Authors: Tamanna Mallick, Anushree Mondal, Shubham Das, Priyadarsi De
Published: 2025-03-20
Source: Full article
AbstractAmyloid aggregation, intricately related to various neurodegenerative and metabolic diseases, presents a significant growing health challenge. Dopamine, a potent antioxidant, plays a pivotal role in modulating protein misfolding by leveraging its potent anti‐amyloidogenic and neuroprotective properties. However, its biological applications are limited by poor aqueous solubility and suboptimal biocompatibility. To address these challenges, water‐soluble copolymers (DP1‐DP3) featuring dopamine and glucose side‐chain pendants are fabricated and investigated for their efficacy in inhibiting amyloid fibril formation from insulin and amyloid beta (Aβ42) peptide. The effects of DP1‐DP3 copolymers on amyloid fibrillation are assessed using several biophysical techniques, which demonstrate excellent radical scavenging properties and the remarkable efficacy of DP3 copolymer in suppressing insulin amyloid fibrillation, achieving ≈97% inhibition. Isothermal titration calorimetry (ITC) and fluorescence binding experiments are carried out to quantify the insulin‐DP3 complex formation.
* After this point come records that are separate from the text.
// SPDX-License-Identifier: MPL-2.0
// This Source Code Form is subject to the terms of the Mozilla Public
// License, v. 2.0. If a copy of the MPL was not distributed with this
// file, You can obtain one at https://mozilla.org/MPL/2.0/.

//! The device client seam.
//!
//! The poller never speaks the vendor protocol itself. Everything it needs
//! from a device goes through a [`DeviceClient`], which also classifies its
//! own failures into a [`FailureKind`](crate::error::FailureKind).
//!
//! One client instance is shared by every polled device, so implementations
//! must be `Send + Sync`.

mod command;
mod discovery;

use std::future::Future;

pub use command::{LightCommand, relay_payload};
pub use discovery::{DeviceKind, DiscoveredDevice, DiscoveryEvent, DiscoveryOptions};

use tokio::sync::broadcast;

use crate::error::ClientError;
use crate::status::{RealtimeMetering, SysInfo};
use crate::types::{Brightness, PowerState};

/// Trait for vendor clients that reach devices on the local network.
///
/// Every method takes the device's current address, since addresses can
/// change after rediscovery.
pub trait DeviceClient: Send + Sync + 'static {
    /// Fetches `system.get_sysinfo`.
    ///
    /// # Errors
    ///
    /// Returns a `ClientError` classified by failure kind.
    fn get_sys_info(
        &self,
        address: &str,
    ) -> impl Future<Output = Result<SysInfo, ClientError>> + Send;

    /// Fetches `emeter.get_realtime`, for the whole device or one socket.
    ///
    /// # Errors
    ///
    /// Returns a `ClientError` classified by failure kind.
    fn get_realtime(
        &self,
        address: &str,
        child_id: Option<&str>,
    ) -> impl Future<Output = Result<RealtimeMetering, ClientError>> + Send;

    /// Switches the relay of a single-relay device or a bulb.
    ///
    /// # Errors
    ///
    /// Returns a `ClientError` classified by failure kind.
    fn set_power_state(
        &self,
        address: &str,
        state: PowerState,
    ) -> impl Future<Output = Result<(), ClientError>> + Send;

    /// Switches the status LED.
    ///
    /// # Errors
    ///
    /// Returns a `ClientError` classified by failure kind.
    fn set_led_state(
        &self,
        address: &str,
        state: PowerState,
    ) -> impl Future<Output = Result<(), ClientError>> + Send;

    /// Sets the brightness of a dimmer switch.
    ///
    /// # Errors
    ///
    /// Returns a `ClientError` classified by failure kind.
    fn set_brightness(
        &self,
        address: &str,
        brightness: Brightness,
    ) -> impl Future<Output = Result<(), ClientError>> + Send;

    /// Applies a light state change to a bulb.
    ///
    /// # Errors
    ///
    /// Returns a `ClientError` classified by failure kind.
    fn set_light_state(
        &self,
        address: &str,
        command: &LightCommand,
    ) -> impl Future<Output = Result<(), ClientError>> + Send;

    /// Sends a raw JSON payload, optionally scoped to one socket.
    ///
    /// Returns the raw response body.
    ///
    /// # Errors
    ///
    /// Returns a `ClientError` classified by failure kind.
    fn send_command(
        &self,
        address: &str,
        payload: &str,
        child_id: Option<&str>,
    ) -> impl Future<Output = Result<String, ClientError>> + Send;

    /// Starts broadcasting discovery requests.
    ///
    /// Events are delivered on the returned receiver until
    /// [`stop_discovery`](Self::stop_discovery) is called. The poller shares
    /// one session between all devices it is looking for, so it never starts
    /// a second one before stopping the first.
    ///
    /// # Errors
    ///
    /// Returns a `ClientError` if the broadcast socket cannot be opened.
    fn start_discovery(
        &self,
        options: &DiscoveryOptions,
    ) -> Result<broadcast::Receiver<DiscoveryEvent>, ClientError>;

    /// Stops broadcasting discovery requests.
    fn stop_discovery(&self);
}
Molecular dynamics simulations validate the ability of DP3 to prevent amyloid fibrillogenesis of both insulin and Aβ42. These studies demonstrate beneficial interactions between DP3 and amyloidogenic protein/peptide, facilitating the stability of the resulting complexes. Overall, the present findings suggest that dopamine‐based antioxidant polymers hold significant potential as advanced therapeutic agents for preventing amyloidogenic disorders.